その後ろでディープとトゲゾウが真剣な表情で目を合わせる。
(さっきの不気味なオーラ……どうやらただのお婆さんでは無さそうね。)
そんなことを知りもしないアカツキ義勇団は、老婆に案内されるがままに、建物の中に入っていく。
オーラの正体が小さな老婆だと知り、安心するアカツキ義勇団と、警戒する六槍師とクロガネ。

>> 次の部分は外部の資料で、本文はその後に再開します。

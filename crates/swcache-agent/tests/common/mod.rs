//! Shared fixtures for agent integration tests.

#![allow(dead_code)]

use std::collections::HashMap;
use std::sync::atomic::{AtomicBool, Ordering};
use std::sync::{Arc, Mutex};

use async_trait::async_trait;
use http::{header, HeaderValue, StatusCode};
use swcache_agent::{AgentConfig, AgentError, CacheStorage, MemoryStorage, RequestKey, StoredResponse};
use swcache_net::{Fetcher, NetError, Request, Response, ResponseType};
use tokio::sync::Notify;
use url::Url;

pub const SCOPE: &str = "https://app.example/";
pub const VUE: &str = "https://unpkg.com/vue@3/dist/vue.global.js";

/// Route agent logs through the test harness; `RUST_LOG` selects verbosity.
pub fn init_tracing() {
    let _ = tracing_subscriber::fmt()
        .with_env_filter(tracing_subscriber::EnvFilter::from_default_env())
        .with_test_writer()
        .try_init();
}

pub fn url(path: &str) -> Url {
    Url::parse(SCOPE).unwrap().join(path).unwrap()
}

pub fn config(version: &str) -> AgentConfig {
    AgentConfig {
        cache_version: version.to_string(),
        scope: SCOPE.to_string(),
        manifest: vec![
            "./".to_string(),
            "./index.html".to_string(),
            "./products.json".to_string(),
            VUE.to_string(),
        ],
        trusted_hosts: vec!["unpkg.com".to_string()],
        revalidate: vec!["./products.json".to_string()],
        ..Default::default()
    }
}

#[derive(Clone)]
enum Route {
    Respond {
        status: u16,
        body: String,
        response_type: ResponseType,
    },
    Fail,
    Flaky {
        failures: usize,
        body: String,
    },
}

/// Holds one fetch until opened.
#[derive(Default)]
pub struct Gate {
    arrived: Notify,
    release: Notify,
}

impl Gate {
    /// Wait until the held fetch has started.
    pub async fn arrived(&self) {
        self.arrived.notified().await;
    }

    /// Let the held fetch continue.
    pub fn open(&self) {
        self.release.notify_one();
    }
}

/// Fetcher that answers from a table of routes and records every call.
#[derive(Default)]
pub struct ScriptedFetcher {
    routes: Mutex<HashMap<String, Route>>,
    gates: Mutex<HashMap<String, Arc<Gate>>>,
    calls: Mutex<Vec<String>>,
    offline: AtomicBool,
}

impl ScriptedFetcher {
    pub fn new() -> Arc<Self> {
        init_tracing();
        Arc::new(Self::default())
    }

    /// Fetcher that serves every entry of `config("...")`'s manifest.
    pub fn serving_manifest() -> Arc<Self> {
        let fetcher = Self::new();
        fetcher.respond(url("./").as_str(), 200, "<html>root</html>");
        fetcher.respond(url("./index.html").as_str(), 200, "<html>index</html>");
        fetcher.respond(url("./products.json").as_str(), 200, "[\"v1\"]");
        fetcher.respond_cross(VUE, 200, "/* vue */");
        fetcher
    }

    pub fn respond(&self, url: &str, status: u16, body: &str) {
        self.route(url, Route::Respond {
            status,
            body: body.to_string(),
            response_type: ResponseType::Basic,
        });
    }

    pub fn respond_cross(&self, url: &str, status: u16, body: &str) {
        self.route(url, Route::Respond {
            status,
            body: body.to_string(),
            response_type: ResponseType::Cors,
        });
    }

    pub fn fail(&self, url: &str) {
        self.route(url, Route::Fail);
    }

    /// Fail `failures` times, then answer 200 with `body`.
    pub fn flaky(&self, url: &str, failures: usize, body: &str) {
        self.route(url, Route::Flaky {
            failures,
            body: body.to_string(),
        });
    }

    /// Hold the next fetch of `url` until the returned gate is opened.
    pub fn gate(&self, url: &str) -> Arc<Gate> {
        let gate = Arc::new(Gate::default());
        self.gates
            .lock()
            .unwrap()
            .insert(url.to_string(), Arc::clone(&gate));
        gate
    }

    pub fn set_offline(&self, offline: bool) {
        self.offline.store(offline, Ordering::SeqCst);
    }

    pub fn calls(&self, url: &str) -> usize {
        self.calls.lock().unwrap().iter().filter(|c| *c == url).count()
    }

    pub fn total_calls(&self) -> usize {
        self.calls.lock().unwrap().len()
    }

    fn route(&self, url: &str, route: Route) {
        self.routes.lock().unwrap().insert(url.to_string(), route);
    }
}

#[async_trait]
impl Fetcher for ScriptedFetcher {
    async fn fetch(&self, request: &Request) -> Result<Response, NetError> {
        let key = request.url.to_string();
        self.calls.lock().unwrap().push(key.clone());

        let gate = self.gates.lock().unwrap().remove(&key);
        if let Some(gate) = gate {
            gate.arrived.notify_one();
            gate.release.notified().await;
        }

        if self.offline.load(Ordering::SeqCst) {
            return Err(NetError::RequestFailed("offline".to_string()));
        }

        let mut routes = self.routes.lock().unwrap();
        let route = routes
            .get_mut(&key)
            .ok_or_else(|| NetError::RequestFailed(format!("no route to {key}")))?;

        let (status, body, response_type) = match route {
            Route::Respond {
                status,
                body,
                response_type,
            } => (*status, body.clone(), *response_type),
            Route::Fail => return Err(NetError::RequestFailed("connection reset".to_string())),
            Route::Flaky { failures, body } => {
                if *failures > 0 {
                    *failures -= 1;
                    return Err(NetError::RequestFailed("flaky".to_string()));
                }
                (200, body.clone(), ResponseType::Basic)
            }
        };

        Ok(Response::new(request.url.clone(), StatusCode::from_u16(status).unwrap())
            .with_header(header::CONTENT_TYPE, HeaderValue::from_static("text/plain"))
            .with_body(body)
            .with_type(response_type))
    }
}

/// Memory storage whose deletes always fail.
#[derive(Default)]
pub struct StickyStorage {
    inner: MemoryStorage,
}

#[async_trait]
impl CacheStorage for StickyStorage {
    async fn open(&self, name: &str) -> swcache_agent::Result<()> {
        self.inner.open(name).await
    }

    async fn has(&self, name: &str) -> swcache_agent::Result<bool> {
        self.inner.has(name).await
    }

    async fn keys(&self) -> swcache_agent::Result<Vec<String>> {
        self.inner.keys().await
    }

    async fn delete(&self, name: &str) -> swcache_agent::Result<bool> {
        Err(AgentError::Storage(format!("{name} is locked")))
    }

    async fn match_entry(
        &self,
        name: &str,
        key: &RequestKey,
    ) -> swcache_agent::Result<Option<StoredResponse>> {
        self.inner.match_entry(name, key).await
    }

    async fn put(
        &self,
        name: &str,
        key: RequestKey,
        response: StoredResponse,
    ) -> swcache_agent::Result<bool> {
        self.inner.put(name, key, response).await
    }

    async fn entries(&self, name: &str) -> swcache_agent::Result<Vec<RequestKey>> {
        self.inner.entries(name).await
    }
}

/// Memory storage whose entry reads and writes fail once `broken` is set.
#[derive(Default)]
pub struct FaultyStorage {
    inner: MemoryStorage,
    broken: AtomicBool,
}

impl FaultyStorage {
    pub fn set_broken(&self, broken: bool) {
        self.broken.store(broken, Ordering::SeqCst);
    }

    fn check(&self) -> swcache_agent::Result<()> {
        if self.broken.load(Ordering::SeqCst) {
            return Err(AgentError::Storage("disk unavailable".to_string()));
        }
        Ok(())
    }
}

#[async_trait]
impl CacheStorage for FaultyStorage {
    async fn open(&self, name: &str) -> swcache_agent::Result<()> {
        self.inner.open(name).await
    }

    async fn has(&self, name: &str) -> swcache_agent::Result<bool> {
        self.inner.has(name).await
    }

    async fn keys(&self) -> swcache_agent::Result<Vec<String>> {
        self.inner.keys().await
    }

    async fn delete(&self, name: &str) -> swcache_agent::Result<bool> {
        self.inner.delete(name).await
    }

    async fn match_entry(
        &self,
        name: &str,
        key: &RequestKey,
    ) -> swcache_agent::Result<Option<StoredResponse>> {
        self.check()?;
        self.inner.match_entry(name, key).await
    }

    async fn put(
        &self,
        name: &str,
        key: RequestKey,
        response: StoredResponse,
    ) -> swcache_agent::Result<bool> {
        self.check()?;
        self.inner.put(name, key, response).await
    }

    async fn entries(&self, name: &str) -> swcache_agent::Result<Vec<RequestKey>> {
        self.inner.entries(name).await
    }
}

/// Body of the entry stored for `url` in `version`, if any.
pub async fn stored_body(storage: &dyn CacheStorage, version: &str, url: &Url) -> Option<String> {
    storage
        .match_entry(version, &RequestKey::get(url))
        .await
        .unwrap()
        .map(|s| String::from_utf8(s.body().to_vec()).unwrap())
}
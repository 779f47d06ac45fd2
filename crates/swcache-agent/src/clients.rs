//! Pages the agent can control.

use std::sync::atomic::{AtomicU64, Ordering};

use hashbrown::HashMap;
use url::Url;

use crate::types::CacheVersion;

/// Client type.
#[derive(Debug, Clone, Copy, PartialEq, Eq, Default)]
pub enum ClientType {
    #[default]
    Window,
    Worker,
}

/// Filter for [`Clients::match_all`].
#[derive(Debug, Clone, Copy, Default, PartialEq, Eq)]
pub struct ClientMatchOptions {
    /// Also match clients this agent does not control.
    pub include_uncontrolled: bool,
    /// Only match this type; `None` matches every type.
    pub client_type: Option<ClientType>,
}

impl ClientMatchOptions {
    /// Every client, controlled or not.
    pub fn all() -> Self {
        Self {
            include_uncontrolled: true,
            client_type: None,
        }
    }
}

/// A client (open page or worker).
#[derive(Debug, Clone)]
pub struct Client {
    /// Client ID.
    pub id: String,

    /// Client URL.
    pub url: Url,

    /// Client type.
    pub client_type: ClientType,

    /// Whether focused.
    pub focused: bool,

    /// Cache version of the agent controlling this client, if any.
    pub controller: Option<CacheVersion>,
}

impl Client {
    /// Create an uncontrolled window client.
    pub fn window(url: Url) -> Self {
        Self {
            id: next_client_id(),
            url,
            client_type: ClientType::Window,
            focused: false,
            controller: None,
        }
    }
}

/// Registry of known clients.
#[derive(Debug, Default)]
pub struct Clients {
    clients: HashMap<String, Client>,
}

impl Clients {
    /// Create new clients manager.
    pub fn new() -> Self {
        Self::default()
    }

    /// Get a client by ID.
    pub fn get(&self, id: &str) -> Option<&Client> {
        self.clients.get(id)
    }

    /// Match clients against `options`. Controlled means controlled by
    /// `version`.
    pub fn match_all(&self, options: ClientMatchOptions, version: &CacheVersion) -> Vec<&Client> {
        self.clients
            .values()
            .filter(|c| options.include_uncontrolled || c.controller.as_ref() == Some(version))
            .filter(|c| options.client_type.map_or(true, |t| c.client_type == t))
            .collect()
    }

    /// Open a focused, uncontrolled window at `url`.
    pub fn open_window(&mut self, url: Url) -> Client {
        let mut client = Client::window(url);
        client.focused = true;
        self.clients.insert(client.id.clone(), client.clone());
        client
    }

    /// Make `version` the controller of every client. Returns the IDs whose
    /// controller changed.
    pub fn claim(&mut self, version: &CacheVersion) -> Vec<String> {
        let mut changed: Vec<String> = self
            .clients
            .values_mut()
            .filter(|c| c.controller.as_ref() != Some(version))
            .map(|c| {
                c.controller = Some(version.clone());
                c.id.clone()
            })
            .collect();
        changed.sort();
        changed
    }

    /// Add a client.
    pub fn add(&mut self, client: Client) {
        self.clients.insert(client.id.clone(), client);
    }

    /// Remove a client.
    pub fn remove(&mut self, id: &str) -> Option<Client> {
        self.clients.remove(id)
    }

    pub fn len(&self) -> usize {
        self.clients.len()
    }

    pub fn is_empty(&self) -> bool {
        self.clients.is_empty()
    }
}

fn next_client_id() -> String {
    static COUNTER: AtomicU64 = AtomicU64::new(1);
    format!("client-{}", COUNTER.fetch_add(1, Ordering::Relaxed))
}
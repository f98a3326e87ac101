pub mod config;
pub mod driver;
pub mod event;
pub mod producer;
use anyhow::Result;
use log::info;
use rand::Rng;
use std::sync::mpsc::{Receiver, RecvTimeoutError};
use std::time::Duration;

use crate::kafka::event::SalesEvent;
use crate::kafka::producer::EventSink;

/// Owns the sink and the RNG; one `tick` produces exactly one event.
pub struct SalesProducer<S: EventSink, R: Rng> {
    sink: S,
    rng: R,
    topic: String,
    tick_interval: Duration,
}

impl<S: EventSink, R: Rng> SalesProducer<S, R> {
    pub fn new(sink: S, rng: R, topic: impl Into<String>, tick_interval: Duration) -> Self {
        Self {
            sink,
            rng,
            topic: topic.into(),
            tick_interval,
        }
    }

    /// Generate one event, publish it, log it.
    pub fn produce_event(&mut self) -> Result<SalesEvent> {
        let event = SalesEvent::generate(&mut self.rng);
        let bytes = event.to_bytes()?;
        self.sink.send(&self.topic, &bytes)?;

        println!("Produced sales event: {}", String::from_utf8_lossy(&bytes));
        Ok(event)
    }

    /// Tick until told to stop. The sleep doubles as the cancellation
    /// point: a message (or a dropped sender) on `stop` ends the loop.
    /// Publish errors propagate out, there is no retry.
    pub fn run(&mut self, stop: Receiver<()>) -> Result<()> {
        loop {
            self.produce_event()?;

            match stop.recv_timeout(self.tick_interval) {
                Err(RecvTimeoutError::Timeout) => continue,
                Ok(()) | Err(RecvTimeoutError::Disconnected) => {
                    info!("🛑 Stop signal received, shutting down");
                    return Ok(());
                }
            }
        }
    }
}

館内が明るくなった。中はとても簡単な造りの、ただの古びた旅館だった。お世辞にも綺麗とは言えない内装。壁の板の一部は剥がれかけている。
館内を見回していると突然、老婆が振り返った。
「そういや、テツがお主らにここを貸してやってくれと頼んできたのじゃが、一体何をする気なんじゃ?」
どうやら老婆は六槍師のテツを知っているらしい。どういう関係かは分からないが、なぜこの旅館を紹介したのか、少し理解できたような気がした。
「テツさんを知ってるの?」
先程「無礼なやつ」と言われたモエが聞く。
「知ってるも何も、奴はわしの弟じゃからのう。」
「え……」
「お、弟ーー?!」
驚く一同だが
老婆は目を丸くし、なんだ、聞いてないのか。と言わんばかりの表情をする。
不気味なオーラを放っていたことは、老婆がテツの姉であるということに関係しているのだろうか。
(ということは、この人も羅天術を使うことができるのかも……。)
ハヤトが身構える。
思わぬ出会いに動揺するアカツキ義勇団。
彼らにとって大きな意味を持つ訓練が、始まろうとしている。